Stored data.
++++++++++

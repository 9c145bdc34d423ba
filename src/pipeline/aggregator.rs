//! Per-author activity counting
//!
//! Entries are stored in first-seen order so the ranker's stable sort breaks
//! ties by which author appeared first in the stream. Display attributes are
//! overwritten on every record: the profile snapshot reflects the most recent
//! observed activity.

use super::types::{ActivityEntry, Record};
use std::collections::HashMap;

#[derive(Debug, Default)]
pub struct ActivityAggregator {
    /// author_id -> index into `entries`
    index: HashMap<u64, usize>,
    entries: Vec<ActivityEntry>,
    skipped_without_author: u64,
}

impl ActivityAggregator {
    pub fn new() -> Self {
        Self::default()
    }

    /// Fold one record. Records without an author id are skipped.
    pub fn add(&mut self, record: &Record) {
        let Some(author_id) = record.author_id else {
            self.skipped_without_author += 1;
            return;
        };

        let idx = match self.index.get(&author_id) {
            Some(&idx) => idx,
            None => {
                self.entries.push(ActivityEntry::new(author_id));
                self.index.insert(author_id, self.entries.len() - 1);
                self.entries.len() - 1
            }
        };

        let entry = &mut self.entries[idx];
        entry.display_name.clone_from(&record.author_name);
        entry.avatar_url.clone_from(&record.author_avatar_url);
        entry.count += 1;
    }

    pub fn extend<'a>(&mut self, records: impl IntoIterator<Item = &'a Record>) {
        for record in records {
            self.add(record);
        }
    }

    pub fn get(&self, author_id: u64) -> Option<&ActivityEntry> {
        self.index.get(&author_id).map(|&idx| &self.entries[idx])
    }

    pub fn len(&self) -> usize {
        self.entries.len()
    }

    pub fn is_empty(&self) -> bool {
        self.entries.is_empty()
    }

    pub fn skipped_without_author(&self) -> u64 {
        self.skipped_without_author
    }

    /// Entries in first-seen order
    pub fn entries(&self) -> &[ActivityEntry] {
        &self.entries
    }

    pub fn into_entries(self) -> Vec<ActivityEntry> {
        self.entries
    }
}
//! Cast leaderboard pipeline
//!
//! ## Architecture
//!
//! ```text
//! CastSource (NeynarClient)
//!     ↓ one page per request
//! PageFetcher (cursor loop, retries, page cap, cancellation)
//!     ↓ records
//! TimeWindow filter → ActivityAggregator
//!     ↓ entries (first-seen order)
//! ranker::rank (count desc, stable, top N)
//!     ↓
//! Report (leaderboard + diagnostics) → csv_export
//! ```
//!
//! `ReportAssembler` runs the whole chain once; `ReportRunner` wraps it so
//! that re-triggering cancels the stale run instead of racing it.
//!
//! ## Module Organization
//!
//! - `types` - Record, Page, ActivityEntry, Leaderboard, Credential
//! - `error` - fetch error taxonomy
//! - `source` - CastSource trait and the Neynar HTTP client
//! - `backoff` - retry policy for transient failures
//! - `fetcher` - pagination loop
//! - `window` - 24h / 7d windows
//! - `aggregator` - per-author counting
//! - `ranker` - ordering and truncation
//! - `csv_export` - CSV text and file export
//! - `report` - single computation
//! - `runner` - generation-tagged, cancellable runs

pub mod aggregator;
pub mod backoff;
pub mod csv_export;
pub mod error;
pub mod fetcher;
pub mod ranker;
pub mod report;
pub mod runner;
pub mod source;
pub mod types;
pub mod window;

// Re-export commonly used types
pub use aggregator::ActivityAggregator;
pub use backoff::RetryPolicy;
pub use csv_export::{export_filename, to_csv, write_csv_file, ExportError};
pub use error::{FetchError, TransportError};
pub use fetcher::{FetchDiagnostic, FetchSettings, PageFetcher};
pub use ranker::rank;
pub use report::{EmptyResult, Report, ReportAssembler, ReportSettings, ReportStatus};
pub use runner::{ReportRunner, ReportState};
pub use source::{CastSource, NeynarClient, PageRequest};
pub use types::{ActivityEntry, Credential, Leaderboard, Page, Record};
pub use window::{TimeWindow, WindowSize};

++++++++++

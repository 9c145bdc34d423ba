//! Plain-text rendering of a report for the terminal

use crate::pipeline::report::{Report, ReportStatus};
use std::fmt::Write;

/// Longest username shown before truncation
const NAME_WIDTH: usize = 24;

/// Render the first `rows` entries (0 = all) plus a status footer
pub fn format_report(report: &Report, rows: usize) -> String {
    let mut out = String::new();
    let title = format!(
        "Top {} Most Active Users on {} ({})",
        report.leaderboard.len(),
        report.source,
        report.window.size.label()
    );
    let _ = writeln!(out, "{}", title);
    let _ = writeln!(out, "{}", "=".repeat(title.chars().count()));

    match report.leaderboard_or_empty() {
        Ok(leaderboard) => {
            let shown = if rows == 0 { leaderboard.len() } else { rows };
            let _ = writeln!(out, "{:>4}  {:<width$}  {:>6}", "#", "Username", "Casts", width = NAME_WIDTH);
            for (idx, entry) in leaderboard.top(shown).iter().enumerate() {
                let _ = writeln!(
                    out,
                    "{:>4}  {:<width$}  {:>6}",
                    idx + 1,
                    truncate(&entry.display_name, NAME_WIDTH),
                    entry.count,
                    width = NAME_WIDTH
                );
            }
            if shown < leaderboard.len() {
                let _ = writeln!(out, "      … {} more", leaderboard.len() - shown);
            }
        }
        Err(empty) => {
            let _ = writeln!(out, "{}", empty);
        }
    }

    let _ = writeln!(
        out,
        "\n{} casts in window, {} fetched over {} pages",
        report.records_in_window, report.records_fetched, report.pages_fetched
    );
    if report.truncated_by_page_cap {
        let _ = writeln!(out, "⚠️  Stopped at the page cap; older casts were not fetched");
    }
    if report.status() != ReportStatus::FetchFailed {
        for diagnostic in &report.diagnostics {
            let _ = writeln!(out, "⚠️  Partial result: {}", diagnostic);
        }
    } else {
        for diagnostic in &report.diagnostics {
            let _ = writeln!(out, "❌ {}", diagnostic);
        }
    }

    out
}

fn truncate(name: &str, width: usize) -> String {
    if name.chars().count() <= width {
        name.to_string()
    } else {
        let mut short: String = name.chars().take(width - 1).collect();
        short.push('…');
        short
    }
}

++++++++++

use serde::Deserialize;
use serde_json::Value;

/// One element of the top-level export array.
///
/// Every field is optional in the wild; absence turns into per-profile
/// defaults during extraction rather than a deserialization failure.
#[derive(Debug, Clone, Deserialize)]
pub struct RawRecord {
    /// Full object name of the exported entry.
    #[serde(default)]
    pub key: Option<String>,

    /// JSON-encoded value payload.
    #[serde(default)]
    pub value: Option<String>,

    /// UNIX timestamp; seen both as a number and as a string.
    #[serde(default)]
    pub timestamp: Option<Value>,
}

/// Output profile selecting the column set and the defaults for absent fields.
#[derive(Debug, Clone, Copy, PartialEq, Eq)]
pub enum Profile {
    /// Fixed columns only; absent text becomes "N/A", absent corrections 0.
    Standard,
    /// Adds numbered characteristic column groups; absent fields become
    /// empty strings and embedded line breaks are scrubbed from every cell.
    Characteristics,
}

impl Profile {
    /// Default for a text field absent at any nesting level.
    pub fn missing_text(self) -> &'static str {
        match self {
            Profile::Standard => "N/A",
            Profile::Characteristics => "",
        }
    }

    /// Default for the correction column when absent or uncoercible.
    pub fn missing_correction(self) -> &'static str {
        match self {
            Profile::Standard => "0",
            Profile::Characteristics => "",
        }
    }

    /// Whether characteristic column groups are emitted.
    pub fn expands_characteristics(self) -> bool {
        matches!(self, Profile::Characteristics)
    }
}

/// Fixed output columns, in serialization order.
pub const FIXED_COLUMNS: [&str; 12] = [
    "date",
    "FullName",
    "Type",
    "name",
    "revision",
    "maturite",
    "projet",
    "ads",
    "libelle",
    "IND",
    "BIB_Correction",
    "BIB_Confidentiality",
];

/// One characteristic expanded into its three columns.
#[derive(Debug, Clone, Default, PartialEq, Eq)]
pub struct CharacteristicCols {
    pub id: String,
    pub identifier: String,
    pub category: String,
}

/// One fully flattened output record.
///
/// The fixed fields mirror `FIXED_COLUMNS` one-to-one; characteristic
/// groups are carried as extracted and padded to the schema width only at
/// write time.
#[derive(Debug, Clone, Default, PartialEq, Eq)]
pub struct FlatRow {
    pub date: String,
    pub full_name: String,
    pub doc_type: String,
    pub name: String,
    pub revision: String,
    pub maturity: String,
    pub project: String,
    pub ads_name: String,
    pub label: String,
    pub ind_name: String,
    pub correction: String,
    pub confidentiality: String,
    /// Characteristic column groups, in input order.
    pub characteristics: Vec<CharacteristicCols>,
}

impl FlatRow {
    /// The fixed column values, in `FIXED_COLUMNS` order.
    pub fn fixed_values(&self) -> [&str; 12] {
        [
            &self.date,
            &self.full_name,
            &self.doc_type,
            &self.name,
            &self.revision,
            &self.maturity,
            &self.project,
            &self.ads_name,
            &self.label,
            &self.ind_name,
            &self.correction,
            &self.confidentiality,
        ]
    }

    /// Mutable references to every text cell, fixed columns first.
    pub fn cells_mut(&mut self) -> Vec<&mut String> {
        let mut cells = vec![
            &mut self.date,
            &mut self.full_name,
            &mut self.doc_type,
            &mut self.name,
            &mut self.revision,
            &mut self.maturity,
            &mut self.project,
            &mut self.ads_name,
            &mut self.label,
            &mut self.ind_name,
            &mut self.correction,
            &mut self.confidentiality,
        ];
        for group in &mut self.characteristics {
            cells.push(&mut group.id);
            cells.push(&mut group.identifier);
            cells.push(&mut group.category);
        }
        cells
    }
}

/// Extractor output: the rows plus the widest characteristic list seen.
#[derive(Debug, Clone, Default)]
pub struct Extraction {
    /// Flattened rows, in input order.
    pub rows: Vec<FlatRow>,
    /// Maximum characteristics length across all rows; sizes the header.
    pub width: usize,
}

++++++++++

Task requirements. The answer consists of every line above in which the word "level" occurs.

Result for this exercise.
/// One element of the top-level export array.
    /// Default for a text field absent at any nesting level.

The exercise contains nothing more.